Dawn in Shafer Canyon.

We break camp and start down Potash Road.

We are past the lowest stretch with its (not too bad) puddles.

The road approaches Dead Horse State Park, high on the cliffs ahead and to the left.

This is about where the White Rim Sandstone pinches out. The ancient beach that deposited this formation never got further east than this. The lowest beds are arkosic Cutler Formation, on which the Moenkopi Formation directly rests, followed by Chinle Formation and massive cliffs of Wingate Formation, with a thin local rim of Kayenta Formation, forming the canyon rim.

We are at the rim of the innermost gorge.

The bench here apparently divides the Lower and Upper Cutler Formation. It marks the transition from the arkosic (feldspar-rich) Upper Cutler Formation from the more limy beds below.
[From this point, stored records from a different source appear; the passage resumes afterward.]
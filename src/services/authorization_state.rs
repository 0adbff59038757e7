use crate::domain::authorization::PendingAuthorization;
use crate::error::AuthError;
use base64::Engine;
use dashmap::DashMap;
use rand::{RngCore, rngs::OsRng};
use sha2::{Digest, Sha256};
use std::sync::Arc;
use time::{Duration, OffsetDateTime};

/// Server-side registry of anti-forgery `state` nonces, one per pending authorization flow.
/// Entries are keyed by the SHA-256 of the nonce and can be consumed once.
#[derive(Clone, Debug)]
pub struct AuthorizationStateStore {
    pending: Arc<DashMap<String, PendingAuthorization>>,
    ttl: Duration,
}

impl AuthorizationStateStore {
    #[must_use]
    pub fn new(ttl: Duration) -> Self {
        Self { pending: Arc::new(DashMap::new()), ttl }
    }

    /// Starts a flow for `user_id` and returns the nonce to send as `state`.
    pub fn begin(&self, user_id: &str) -> String {
        self.purge_expired();

        let nonce = generate_nonce();
        let pending = PendingAuthorization {
            user_id: user_id.to_string(),
            expires_at: OffsetDateTime::now_utc() + self.ttl,
        };
        self.pending.insert(hash_nonce(&nonce), pending);
        nonce
    }

    /// Consumes a nonce and returns the user the flow was started for.
    ///
    /// # Errors
    /// Returns `AuthError::InvalidState` if the nonce is unknown, already used, or expired.
    pub fn consume(&self, nonce: &str) -> Result<String, AuthError> {
        let (_, pending) = self.pending.remove(&hash_nonce(nonce)).ok_or(AuthError::InvalidState)?;

        if pending.is_expired_at(OffsetDateTime::now_utc()) {
            tracing::debug!(user_id = %pending.user_id, "Authorization state expired");
            return Err(AuthError::InvalidState);
        }
        Ok(pending.user_id)
    }

    pub fn purge_expired(&self) {
        let now = OffsetDateTime::now_utc();
        self.pending.retain(|_, pending| !pending.is_expired_at(now));
    }

    #[cfg(test)]
    fn pending_count(&self) -> usize {
        self.pending.len()
    }
}

/// 32 random bytes, URL-safe base64 without padding.
fn generate_nonce() -> String {
    let mut bytes = [0u8; 32];
    OsRng.fill_bytes(&mut bytes);
    base64::engine::general_purpose::URL_SAFE_NO_PAD.encode(bytes)
}

fn hash_nonce(nonce: &str) -> String {
    let mut hasher = Sha256::new();
    hasher.update(nonce.as_bytes());
    hex::encode(hasher.finalize())
}
pub mod health;
pub mod oauth;
pub mod orders;
pub mod records;
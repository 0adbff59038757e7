pub mod authorization;
pub mod interaction;
pub mod order;
pub mod token;
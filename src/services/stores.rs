use crate::domain::interaction::{Interaction, NewInteraction};
use crate::domain::token::{TokenRecord, TokenUpdate};
use crate::error::Result;
use async_trait::async_trait;

/// Durable token state, one row per user.
#[async_trait]
pub trait TokenStore: Send + Sync + std::fmt::Debug {
    async fn get(&self, user_id: &str) -> Result<Option<TokenRecord>>;

    /// Creates the user's record or overwrites it entirely.
    async fn upsert(&self, record: &TokenRecord) -> Result<()>;

    /// Applies a partial update to an existing record.
    ///
    /// # Errors
    /// Returns `AuthError::NoTokenFound` if the user has no record.
    async fn update_fields(&self, user_id: &str, update: &TokenUpdate) -> Result<()>;

    async fn health_check(&self) -> Result<()> {
        Ok(())
    }
}

/// Storage for chatbot interaction records.
#[async_trait]
pub trait InteractionStore: Send + Sync + std::fmt::Debug {
    async fn list(&self) -> Result<Vec<Interaction>>;

    async fn find_by_id(&self, id: i64) -> Result<Option<Interaction>>;

    async fn list_by_kind(&self, kind: &str) -> Result<Vec<Interaction>>;

    async fn insert(&self, interaction: NewInteraction) -> Result<Interaction>;
}
use crate::error::AuthError;
use serde::Deserialize;
use time::{Duration, OffsetDateTime};

/// Token pair persisted for one user of the partner platform.
#[derive(Debug, Clone, PartialEq, Eq)]
pub struct TokenRecord {
    pub user_id: String,
    pub access_token: String,
    pub refresh_token: String,
    pub token_type: String,
    pub expires_in: i64,
    pub issued_at: OffsetDateTime,
    pub expires_at: OffsetDateTime,
    pub refresh_issued_at: OffsetDateTime,
    pub refresh_expires_at: OffsetDateTime,
}

#[derive(Debug, Clone, Copy, PartialEq, Eq)]
pub enum TokenState {
    /// The access token can be used as is.
    Valid,
    /// The access token expired but the refresh token can renew it.
    Stale,
    /// Both tokens expired; only a new authorization can recover.
    Expired,
}

/// Token endpoint response for both the `authorization_code` and `refresh_token` grants.
#[derive(Debug, Clone, Deserialize)]
pub struct TokenGrant {
    pub access_token: String,
    #[serde(default)]
    pub refresh_token: Option<String>,
    pub expires_in: i64,
    #[serde(default = "default_token_type")]
    pub token_type: String,
    #[serde(default, alias = "refresh_token_expires_in")]
    pub refresh_expires_in: Option<i64>,
}

fn default_token_type() -> String {
    "Bearer".to_string()
}

fn lifetime_end(start: OffsetDateTime, lifetime: Duration) -> Result<OffsetDateTime, AuthError> {
    start
        .checked_add(lifetime)
        .ok_or_else(|| AuthError::MalformedTokenResponse("token lifetime out of range".into()))
}

/// Partial update applied to a stored record; `None` keeps the stored value.
#[derive(Debug, Clone, Default, PartialEq, Eq)]
pub struct TokenUpdate {
    pub access_token: Option<String>,
    pub refresh_token: Option<String>,
    pub token_type: Option<String>,
    pub expires_in: Option<i64>,
    pub issued_at: Option<OffsetDateTime>,
    pub expires_at: Option<OffsetDateTime>,
    pub refresh_issued_at: Option<OffsetDateTime>,
    pub refresh_expires_at: Option<OffsetDateTime>,
}

impl TokenGrant {
    /// Rejects responses that would break the stored record invariants.
    ///
    /// # Errors
    /// Returns `AuthError::MalformedTokenResponse` for empty tokens or a non-positive lifetime.
    pub fn validate(&self) -> Result<(), AuthError> {
        if self.access_token.is_empty() {
            return Err(AuthError::MalformedTokenResponse("no access token in response".into()));
        }
        if self.refresh_token.as_deref() == Some("") {
            return Err(AuthError::MalformedTokenResponse("empty refresh token in response".into()));
        }
        if self.expires_in <= 0 {
            return Err(AuthError::MalformedTokenResponse(format!("invalid expires_in {}", self.expires_in)));
        }
        if self.refresh_expires_in.is_some_and(|secs| secs < 0) {
            return Err(AuthError::MalformedTokenResponse("negative refresh token lifetime".into()));
        }
        Ok(())
    }

    /// Lifetime of the refresh token: reported by the server, else configured, else the access token lifetime.
    #[must_use]
    pub fn refresh_lifetime(&self, configured_secs: Option<i64>) -> Duration {
        Duration::seconds(self.refresh_expires_in.or(configured_secs).unwrap_or(self.expires_in))
    }
}

impl TokenRecord {
    /// Builds the record for a fresh authorization-code grant.
    ///
    /// # Errors
    /// Returns `AuthError::MalformedTokenResponse` if the grant carries no refresh token
    /// or a lifetime that does not fit in a timestamp.
    pub fn issue(
        user_id: &str,
        grant: TokenGrant,
        issued_at: OffsetDateTime,
        refresh_ttl_secs: Option<i64>,
    ) -> Result<Self, AuthError> {
        grant.validate()?;
        let refresh_lifetime = grant.refresh_lifetime(refresh_ttl_secs);
        let refresh_token = grant
            .refresh_token
            .ok_or_else(|| AuthError::MalformedTokenResponse("no refresh token in response".into()))?;
        let expires_at = lifetime_end(issued_at, Duration::seconds(grant.expires_in))?;
        let refresh_expires_at = lifetime_end(issued_at, refresh_lifetime)?;

        Ok(Self {
            user_id: user_id.to_string(),
            access_token: grant.access_token,
            refresh_token,
            token_type: grant.token_type,
            expires_in: grant.expires_in,
            issued_at,
            expires_at,
            refresh_issued_at: issued_at,
            refresh_expires_at,
        })
    }

    /// Applies a refresh grant. A rotated refresh token opens a new refresh window;
    /// when the server keeps the old refresh token its window is preserved.
    ///
    /// # Errors
    /// Returns `AuthError::MalformedTokenResponse` if the grant is invalid.
    pub fn renewed(
        &self,
        grant: TokenGrant,
        issued_at: OffsetDateTime,
        refresh_ttl_secs: Option<i64>,
    ) -> Result<Self, AuthError> {
        grant.validate()?;
        let refresh_lifetime = grant.refresh_lifetime(refresh_ttl_secs);
        let expires_at = lifetime_end(issued_at, Duration::seconds(grant.expires_in))?;

        let (refresh_token, refresh_issued_at, refresh_expires_at) = match grant.refresh_token {
            Some(token) => (token, issued_at, lifetime_end(issued_at, refresh_lifetime)?),
            None => (self.refresh_token.clone(), self.refresh_issued_at, self.refresh_expires_at.max(issued_at)),
        };

        Ok(Self {
            user_id: self.user_id.clone(),
            access_token: grant.access_token,
            refresh_token,
            token_type: grant.token_type,
            expires_in: grant.expires_in,
            issued_at,
            expires_at,
            refresh_issued_at,
            refresh_expires_at,
        })
    }

    #[must_use]
    pub fn state_at(&self, now: OffsetDateTime) -> TokenState {
        if now <= self.expires_at {
            TokenState::Valid
        } else if now <= self.refresh_expires_at {
            TokenState::Stale
        } else {
            TokenState::Expired
        }
    }

    #[must_use]
    pub fn refresh_expired_at(&self, now: OffsetDateTime) -> bool {
        now > self.refresh_expires_at
    }

    /// Fields that differ from `previous`, for stores that apply partial updates.
    #[must_use]
    pub fn changes_since(&self, previous: &Self) -> TokenUpdate {
        fn changed<T: PartialEq + Clone>(new: &T, old: &T) -> Option<T> {
            (new != old).then(|| new.clone())
        }

        TokenUpdate {
            access_token: changed(&self.access_token, &previous.access_token),
            refresh_token: changed(&self.refresh_token, &previous.refresh_token),
            token_type: changed(&self.token_type, &previous.token_type),
            expires_in: changed(&self.expires_in, &previous.expires_in),
            issued_at: changed(&self.issued_at, &previous.issued_at),
            expires_at: changed(&self.expires_at, &previous.expires_at),
            refresh_issued_at: changed(&self.refresh_issued_at, &previous.refresh_issued_at),
            refresh_expires_at: changed(&self.refresh_expires_at, &previous.refresh_expires_at),
        }
    }
}

impl TokenUpdate {
    /// Writes every `Some` field into `record`.
    pub fn apply_to(&self, record: &mut TokenRecord) {
        if let Some(v) = &self.access_token {
            record.access_token.clone_from(v);
        }
        if let Some(v) = &self.refresh_token {
            record.refresh_token.clone_from(v);
        }
        if let Some(v) = &self.token_type {
            record.token_type.clone_from(v);
        }
        if let Some(v) = self.expires_in {
            record.expires_in = v;
        }
        if let Some(v) = self.issued_at {
            record.issued_at = v;
        }
        if let Some(v) = self.expires_at {
            record.expires_at = v;
        }
        if let Some(v) = self.refresh_issued_at {
            record.refresh_issued_at = v;
        }
        if let Some(v) = self.refresh_expires_at {
            record.refresh_expires_at = v;
        }
    }
}
use crate::adapters::converty::TokenEndpoint;
use crate::config::OAuthConfig;
use crate::domain::authorization::AuthorizationRequest;
use crate::domain::token::{TokenRecord, TokenState};
use crate::error::{AppError, AuthError, Result};
use crate::services::authorization_state::AuthorizationStateStore;
use crate::services::stores::TokenStore;
use dashmap::DashMap;
use opentelemetry::{global, metrics::Counter};
use std::sync::Arc;
use time::{Duration, OffsetDateTime};
use tokio::sync::Mutex;

#[derive(Clone, Debug)]
struct Metrics {
    exchange_total: Counter<u64>,
    refresh_total: Counter<u64>,
    refresh_failures_total: Counter<u64>,
}

impl Metrics {
    fn new() -> Self {
        let meter = global::meter("converty-bridge");
        Self {
            exchange_total: meter
                .u64_counter("oauth_code_exchange_total")
                .with_description("Total number of successful authorization code exchanges")
                .build(),
            refresh_total: meter
                .u64_counter("oauth_refresh_total")
                .with_description("Total number of successful token refreshes")
                .build(),
            refresh_failures_total: meter
                .u64_counter("oauth_refresh_failures_total")
                .with_description("Total number of refresh attempts rejected by the token endpoint")
                .build(),
        }
    }
}

/// Owns the OAuth2 token lifecycle: authorization, code exchange, expiry and refresh.
///
/// Refreshes for one user are serialized; a caller that waited for the lock sees the
/// record the previous holder stored and skips its own upstream call when that record
/// already satisfies it.
#[derive(Clone, Debug)]
pub struct TokenService {
    store: Arc<dyn TokenStore>,
    endpoint: TokenEndpoint,
    states: AuthorizationStateStore,
    refresh_locks: Arc<DashMap<String, Arc<Mutex<()>>>>,
    authorize_url: String,
    client_id: String,
    redirect_uri: String,
    scope: String,
    default_user_id: String,
    refresh_ttl_secs: Option<i64>,
    metrics: Metrics,
}

impl TokenService {
    #[must_use]
    pub fn new(config: &OAuthConfig, http: reqwest::Client, store: Arc<dyn TokenStore>) -> Self {
        Self {
            store,
            endpoint: TokenEndpoint::new(http, config),
            states: AuthorizationStateStore::new(Duration::seconds(config.state_ttl_secs)),
            refresh_locks: Arc::new(DashMap::new()),
            authorize_url: config.authorize_url.clone(),
            client_id: config.client_id.clone(),
            redirect_uri: config.redirect_uri.clone(),
            scope: config.scope.clone(),
            default_user_id: config.default_user_id.clone(),
            refresh_ttl_secs: config.refresh_token_ttl_secs,
            metrics: Metrics::new(),
        }
    }

    #[must_use]
    pub fn default_user_id(&self) -> &str {
        &self.default_user_id
    }

    /// Registers a pending flow and builds the authorization server redirect for it.
    ///
    /// # Errors
    /// Returns `AppError::Internal` if the configured authorize URL is not a valid URL.
    #[tracing::instrument(skip(self), err)]
    pub fn begin_authorization(&self, user_id: Option<&str>) -> Result<AuthorizationRequest> {
        let user_id = user_id.filter(|id| !id.is_empty()).unwrap_or(&self.default_user_id);
        let state = self.states.begin(user_id);

        let url = reqwest::Url::parse_with_params(
            &self.authorize_url,
            &[
                ("client_id", self.client_id.as_str()),
                ("redirect_uri", self.redirect_uri.as_str()),
                ("response_type", "code"),
                ("scope", self.scope.as_str()),
                ("state", state.as_str()),
            ],
        )
        .map_err(|e| {
            tracing::error!(error = %e, "Configured authorize URL is invalid");
            AppError::Internal
        })?;

        Ok(AuthorizationRequest { url: url.into(), state })
    }

    /// Completes the authorization-code flow and stores the issued tokens.
    ///
    /// The state is checked before the code and both before any network call.
    ///
    /// # Errors
    /// `InvalidState` for a missing, unknown, reused or expired state; `MissingCode` for an
    /// empty code; token endpoint and store failures otherwise.
    #[tracing::instrument(skip_all, fields(user_id = tracing::field::Empty), err(level = "warn"))]
    pub async fn exchange_code(&self, code: Option<&str>, state: Option<&str>) -> Result<TokenRecord> {
        let state = state.filter(|s| !s.is_empty()).ok_or(AuthError::InvalidState)?;
        let user_id = self.states.consume(state)?;
        tracing::Span::current().record("user_id", tracing::field::display(&user_id));

        let code = code.filter(|c| !c.is_empty()).ok_or(AuthError::MissingCode)?;

        let grant = self.endpoint.exchange_code(code).await?;
        let record = TokenRecord::issue(&user_id, grant, OffsetDateTime::now_utc(), self.refresh_ttl_secs)?;
        self.store.upsert(&record).await?;

        self.metrics.exchange_total.add(1, &[]);
        tracing::info!(expires_at = %record.expires_at, "Authorization code exchanged");
        Ok(record)
    }

    /// Returns a usable access token, refreshing it first when it has expired.
    ///
    /// # Errors
    /// `NoTokenFound` if the user never authorized; refresh failures when the token is stale.
    #[tracing::instrument(skip(self), err(level = "warn"))]
    pub async fn get_valid_access_token(&self, user_id: &str) -> Result<String> {
        let record = self.store.get(user_id).await?.ok_or(AuthError::NoTokenFound)?;
        if record.state_at(OffsetDateTime::now_utc()) == TokenState::Valid {
            return Ok(record.access_token);
        }

        tracing::debug!(expired_at = %record.expires_at, "Access token expired, refreshing");
        let record = self
            .refresh_with(user_id, |current| current.state_at(OffsetDateTime::now_utc()) != TokenState::Valid)
            .await?;
        Ok(record.access_token)
    }

    /// Redeems the stored refresh token unconditionally.
    ///
    /// # Errors
    /// `NoTokenFound`, `NoRefreshToken` or `RefreshTokenExpired` before any upstream call;
    /// token endpoint and store failures otherwise.
    #[tracing::instrument(skip(self), err(level = "warn"))]
    pub async fn refresh_token(&self, user_id: &str) -> Result<TokenRecord> {
        self.refresh_with(user_id, |_| true).await
    }

    /// Refreshes after the partner API rejected `rejected_access_token`, unless a
    /// concurrent caller already replaced it.
    ///
    /// # Errors
    /// Same failure modes as [`Self::refresh_token`].
    #[tracing::instrument(skip(self, rejected_access_token), err(level = "warn"))]
    pub async fn force_refresh(&self, user_id: &str, rejected_access_token: &str) -> Result<String> {
        let record = self.refresh_with(user_id, |current| current.access_token == rejected_access_token).await?;
        Ok(record.access_token)
    }

    fn refresh_lock(&self, user_id: &str) -> Arc<Mutex<()>> {
        self.refresh_locks.entry(user_id.to_string()).or_default().value().clone()
    }

    async fn refresh_with<F>(&self, user_id: &str, needs_refresh: F) -> Result<TokenRecord>
    where
        F: FnOnce(&TokenRecord) -> bool + Send,
    {
        let lock = self.refresh_lock(user_id);
        let _guard = lock.lock().await;

        let current = self.store.get(user_id).await?.ok_or(AuthError::NoTokenFound)?;
        if !needs_refresh(&current) {
            tracing::debug!("Token already renewed by a concurrent caller");
            return Ok(current);
        }

        self.renew(&current).await
    }

    async fn renew(&self, current: &TokenRecord) -> Result<TokenRecord> {
        if current.refresh_token.is_empty() {
            return Err(AuthError::NoRefreshToken.into());
        }
        if current.refresh_expired_at(OffsetDateTime::now_utc()) {
            return Err(AuthError::RefreshTokenExpired { expired_at: current.refresh_expires_at }.into());
        }

        let grant = self
            .endpoint
            .refresh(&current.refresh_token)
            .await
            .inspect_err(|_| self.metrics.refresh_failures_total.add(1, &[]))?;

        let rotated = grant.refresh_token.is_some();
        let renewed = current.renewed(grant, OffsetDateTime::now_utc(), self.refresh_ttl_secs)?;

        if rotated {
            self.store.upsert(&renewed).await?;
        } else {
            self.store.update_fields(&renewed.user_id, &renewed.changes_since(current)).await?;
        }

        self.metrics.refresh_total.add(1, &[]);
        tracing::info!(rotated, expires_at = %renewed.expires_at, "Access token refreshed");
        Ok(renewed)
    }
}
We have come into view of the Colorado River.

I drive on for a better view down canyon.

This makes it clearer that the lower Cutler Formation beds dip gently to the south. We are now on the west flank of Shafer Dome, where the beds are pushed upwards by a salt dome beneath. There is no visible dome on the surface, deeply cut as it is with canyons; the dome is purely “structural”, discernible only by studying the dips of the rock beds around it.

We pass south of Dead Horse Point and north of Shafer Dome. Ahead is a chimney.

The lowermost beds of the foreground mesa are Cutler Group; sitting directly on it is Moenkopi Group. Chinle Group forms the upper slopes around the chimney, while the chimney itself is Wingate Formation. Note the beds dipping towards the north, away from Shafer Dome.

Further down the road are some spectacular beds on the east face of Dead Horse Point.

Shafer Basin and the park boundary.

The pond at left is a potassium evaporation pond built by Texas Gulf, purchased by Potash Corporation of Saskatchewan in 1995, and purchased again by Intrepid Potash in 2000.

Shafer Dome contains salt, but it also contains beds of sylvite (potassium chloride), a potash mineral. This was originally mined conventionally from deep shafts, but (for reasons we’ll get to shortly) the company switched to solution mining in 1970. Water is pumped into the sylvite beds, dissolving the sylvite, and then is pumped back to the surface to evaporation ponds.

Desert onion.

I walk over to get a clearer view of the evaporation pond. The camera blinks “BATTERY EXHAUSTED.” Crep. I trudge back to the car, put in the spare, and trudge back towards the pond.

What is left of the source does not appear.